Silvername wrote, “Such freedom is not absolute and only remains freedom as long as it does not violate God’s Word”

And who are you to say what “God’s Word” is? The bible is a human creation. Those who equate it with God’s mind are, sadly, engaging in idol worship.

Dr. Bowers, the one positive thing I have to say about your essay is that you’ve added something to the issue of language, it’s use in transsexual discourse, and some of the problems inherent in it. Terms like “sex,” “gender,” “gender identity,” “sex reassignment,” “transgender,” and yes, even “transsexual,” (which I will continue to use here for lack of a better term), all contain liguistic flaws. The fact is that we yet haven’t come up with truly effective terminology for discussing the transsexual experience.

You wrote, “So using the word “reassignment” implies that sex is an arbitrary category imposed by the dominant culture through the family. From this perspective, sex is merely a societal convention.”

Most of us trans activists frame our aguments in a physical/biological context. Our sense of gender is inscribed in the hardware before birth. The Transsexual experience isn’t merely about gender roles or the relationship between sex/gender and society. It also, includes our relationship to our own bodies and body chemstry.

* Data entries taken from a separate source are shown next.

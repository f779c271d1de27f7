//! End-to-end codec behaviour on synthetic JPEG and MP4 bytes.

use motionphoto_container::jpeg::{
    self, encode_segment, encode_xmp_segment, insert_segment_after_soi, remove_xmp_segment,
    Marker,
};
use motionphoto_container::xmp::{parse_camera_fields, ContainerItem, CAMERA_NS, CONTAINER_NS};
use motionphoto_container::{
    assemble, validate, Assembler, CheckName, ContainerDirectory, ErrorKind, MotionPhotoReader,
    Semantic, XmpPacket,
};

const COVER_SIZE: usize = 50_000;

/// Baseline JPEG of exactly `size` bytes, padded with a comment segment.
fn cover_of_size(size: usize) -> Vec<u8> {
    let scan_header = [0xFF, 0xDA, 0x00, 0x08, 0x01, 0x01, 0x00, 0x00, 0x3F, 0x00];
    let entropy: Vec<u8> = (0..100u32).map(|i| (i % 200) as u8).collect();
    let fixed = 2 + 4 + scan_header.len() + entropy.len() + 2;
    assert!(size >= fixed && size - fixed <= jpeg::MAX_SEGMENT_LENGTH - 2);

    let mut data = vec![0xFF, 0xD8];
    data.extend(encode_segment(Marker::COM, &vec![b'#'; size - fixed]).unwrap());
    data.extend(scan_header);
    data.extend(entropy);
    data.extend([0xFF, 0xD9]);
    assert_eq!(data.len(), size);
    data
}

/// ftyp + moov + mdat, roughly the shape of a one second clip.
fn synthetic_mp4() -> Vec<u8> {
    fn boxed(kind: &[u8; 4], body: &[u8]) -> Vec<u8> {
        let mut b = ((body.len() + 8) as u32).to_be_bytes().to_vec();
        b.extend(kind);
        b.extend(body);
        b
    }
    let mut data = boxed(b"ftyp", b"isom\x00\x00\x02\x00isomiso2avc1mp41");
    data.extend(boxed(b"moov", &[0x11; 600]));
    let payload: Vec<u8> = (0..24_000u32).map(|i| (i * 7 % 256) as u8).collect();
    data.extend(boxed(b"mdat", &payload));
    data
}

#[test]
fn test_decode_recovers_encoded_parts() {
    let video = synthetic_mp4();
    for size in [300, 4_000, COVER_SIZE] {
        let cover = cover_of_size(size);
        let photo = assemble(&cover, &video).unwrap();

        let reader = MotionPhotoReader::new(&photo.data).unwrap();
        assert_eq!(reader.primary().unwrap(), photo.primary());
        assert_eq!(reader.video().unwrap(), &video[..]);
        assert_eq!(remove_xmp_segment(reader.primary().unwrap()).unwrap(), cover);
    }
}

#[test]
fn test_remove_undoes_insert() {
    let cover = cover_of_size(1_000);
    let segments = [
        encode_xmp_segment(b"<x:xmpmeta xmlns:x=\"adobe:ns:meta/\"/>").unwrap(),
        encode_xmp_segment(&XmpPacket::new(ContainerDirectory::motion_photo(1, 2)).to_bytes().unwrap())
            .unwrap(),
    ];
    for segment in segments {
        let injected = insert_segment_after_soi(&cover, &segment).unwrap();
        assert_eq!(injected.len(), cover.len() + segment.len());
        assert_eq!(remove_xmp_segment(&injected).unwrap(), cover);
    }
}

#[test]
fn test_lengths_sum_to_file_size() {
    let video = synthetic_mp4();
    for size in (200..20_000).step_by(997) {
        let photo = assemble(&cover_of_size(size), &video).unwrap();
        let dir = MotionPhotoReader::new(&photo.data).unwrap().directory().clone();
        assert_eq!(dir.total_length(), Some(photo.data.len() as u64), "cover {size}");
    }
}

#[test]
fn test_oversized_packet_rejected() {
    let dir = ContainerDirectory::new(vec![
        ContainerItem::new("x".repeat(70_000), Semantic::Primary, 1),
        ContainerItem::motion_photo(1),
    ]);
    let packet = XmpPacket::new(dir).to_bytes().unwrap();

    let err = encode_xmp_segment(&packet).unwrap_err();
    assert_eq!(err.kind(), ErrorKind::FormatViolation);
    assert!(err.to_string().contains("XMP packet too large"), "{err}");
}

#[test]
fn test_scenario_a_encode() {
    let video = synthetic_mp4();
    let photo = assemble(&cover_of_size(COVER_SIZE), &video).unwrap();

    assert_eq!(&photo.data[..2], &[0xFF, 0xD8]);
    let packet = jpeg::find_xmp_segment(&photo.data)
        .unwrap()
        .and_then(|s| s.xmp_packet())
        .unwrap();
    let camera = parse_camera_fields(packet).unwrap();
    assert_eq!(camera.motion_photo, Some(1));
    assert_eq!(camera.motion_photo_version, Some(1));
    assert_eq!(camera.presentation_timestamp_us, Some(0));

    assert_eq!(photo.primary_length + photo.video_length, photo.data.len() as u64);
    assert_eq!(photo.video_length, video.len() as u64);
}

#[test]
fn test_scenario_b_verify_encoded() {
    let photo = assemble(&cover_of_size(COVER_SIZE), &synthetic_mp4()).unwrap();
    let report = validate("clip.MP.jpg", &photo.data);

    assert!(report.passed(), "{:#?}", report.checks);
    assert_eq!(report.checks.len(), 5);
    assert_eq!(report.failures().count(), 0);
}

#[test]
fn test_scenario_c_plain_jpeg() {
    let report = validate("holiday.jpg", &cover_of_size(COVER_SIZE));

    assert!(!report.passed());
    assert!(!report.check(CheckName::XmpMetadata).unwrap().passed);
    assert!(!report.check(CheckName::ContainerDirectory).unwrap().passed);
    assert!(!report.check(CheckName::Filename).unwrap().passed);
    assert!(report.check(CheckName::JpegType).unwrap().passed);
}

#[test]
fn test_scenario_d_undeclared_bytes() {
    let mut data = assemble(&cover_of_size(COVER_SIZE), &synthetic_mp4()).unwrap().data;
    data.extend(b"appended after the fact");

    let reader = MotionPhotoReader::new(&data).unwrap();
    assert_eq!(reader.video().unwrap_err().kind(), ErrorKind::Inconsistency);

    let report = validate("clip.MP.jpg", &data);
    let structure = report.check(CheckName::FileStructure).unwrap();
    assert!(!structure.passed);
    assert_eq!(structure.kind, Some(ErrorKind::Inconsistency));
}

#[test]
fn test_scenario_e_deterministic() {
    let cover = cover_of_size(COVER_SIZE);
    let video = synthetic_mp4();
    let first = Assembler::new().assemble(&cover, &video).unwrap();
    let second = Assembler::new().assemble(&cover, &video).unwrap();
    assert_eq!(first.data, second.data);
}

#[test]
fn test_reads_camera_written_packet() {
    // Attribute form with the prefixes phones use.
    let packet = format!(
        r#"<x:xmpmeta xmlns:x="adobe:ns:meta/">
  <rdf:RDF xmlns:rdf="http://www.w3.org/1999/02/22-rdf-syntax-ns#">
    <rdf:Description rdf:about=""
        xmlns:GCamera="{CAMERA_NS}"
        xmlns:Container="{CONTAINER_NS}"
        xmlns:Item="http://ns.google.com/photos/1.0/container/item/"
        GCamera:MotionPhoto="1"
        GCamera:MotionPhotoVersion="1"
        GCamera:MotionPhotoPresentationTimestampUs="0">
      <Container:Directory>
        <rdf:Seq>
          <rdf:li rdf:parseType="Resource">
            <Container:Item Item:Mime="image/jpeg" Item:Semantic="Primary" Item:Length="{{P}}"/>
          </rdf:li>
          <rdf:li rdf:parseType="Resource">
            <Container:Item Item:Mime="video/mp4" Item:Semantic="MotionPhoto" Item:Length="{{V}}"/>
          </rdf:li>
        </rdf:Seq>
      </Container:Directory>
    </rdf:Description>
  </rdf:RDF>
</x:xmpmeta>"#
    );
    let cover = cover_of_size(2_000);
    let video = synthetic_mp4();

    // Fill in lengths; the placeholder widths are stable once digits match.
    let mut primary_length = 0usize;
    let mut data = Vec::new();
    for _ in 0..3 {
        let text = packet
            .replace("{P}", &primary_length.to_string())
            .replace("{V}", &video.len().to_string());
        let segment = encode_xmp_segment(text.as_bytes()).unwrap();
        let primary = insert_segment_after_soi(&cover, &segment).unwrap();
        primary_length = primary.len();
        data = primary;
    }
    data.extend(&video);

    let reader = MotionPhotoReader::new(&data).unwrap();
    assert!(reader.packet().camera.is_motion_photo());
    assert_eq!(reader.video().unwrap(), &video[..]);
    assert!(validate("PXL_0001.MP.jpg", &data).passed());
}

#[cfg(feature = "serialize")]
#[test]
fn test_report_serializes() {
    let photo = assemble(&cover_of_size(500), &synthetic_mp4()).unwrap();
    let report = validate("clip.MP.jpg", &photo.data);
    let json = serde_json::to_value(&report).unwrap();

    assert_eq!(json["passed"], true);
    assert_eq!(json["checks"][0]["name"], "filename");
    assert_eq!(json["checks"][4]["name"], "file_structure");
    assert_eq!(json["directory"][1]["semantic"], "MotionPhoto");
}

Your argument conveniently omits any mention of the effects of sex hormones on the brain. As a transsexual man (female to male transsexual), eight months into transition, I’ve found the mental effects of HRT to be highly significant, and extremely positive. At a loss for how to describe it to someone who has never exprienced “cross-sex” HRT, I have to resort to metaphors like, say, a diesel engine running on unleaded fuel, then finally recieving the proper fuel. The improvements I’ve noted in my memory and concentration are remarkable, and it has nothing to do with any change in social interaction, because the external changes haven’t progressed far enough for other people to read me as male.

Hence, I must agree, in part, with McHugh’s statement, if only in its spirit rather than its letter: “We psychiatrists, I thought, would do better to concentrate on trying to fix their minds and not their genitalia.”

But I must ask: Why do you psychiatrists think that the physical aspects of sex reassignment are all about genitalia? What about the rest of the body? Personally, I’m thrilled with the hair and muscle growth, among the myriad other changes occuring, and the testosterone has corrected a mild anemia.

That should tell you something about our motives for surgery, and the underlying element of addressing the problems of sex-specific bulges that appear beneath our clothing. It’s cosmetic, but cosmetic issues do effect a person’s quality of life, sometimes profoundly.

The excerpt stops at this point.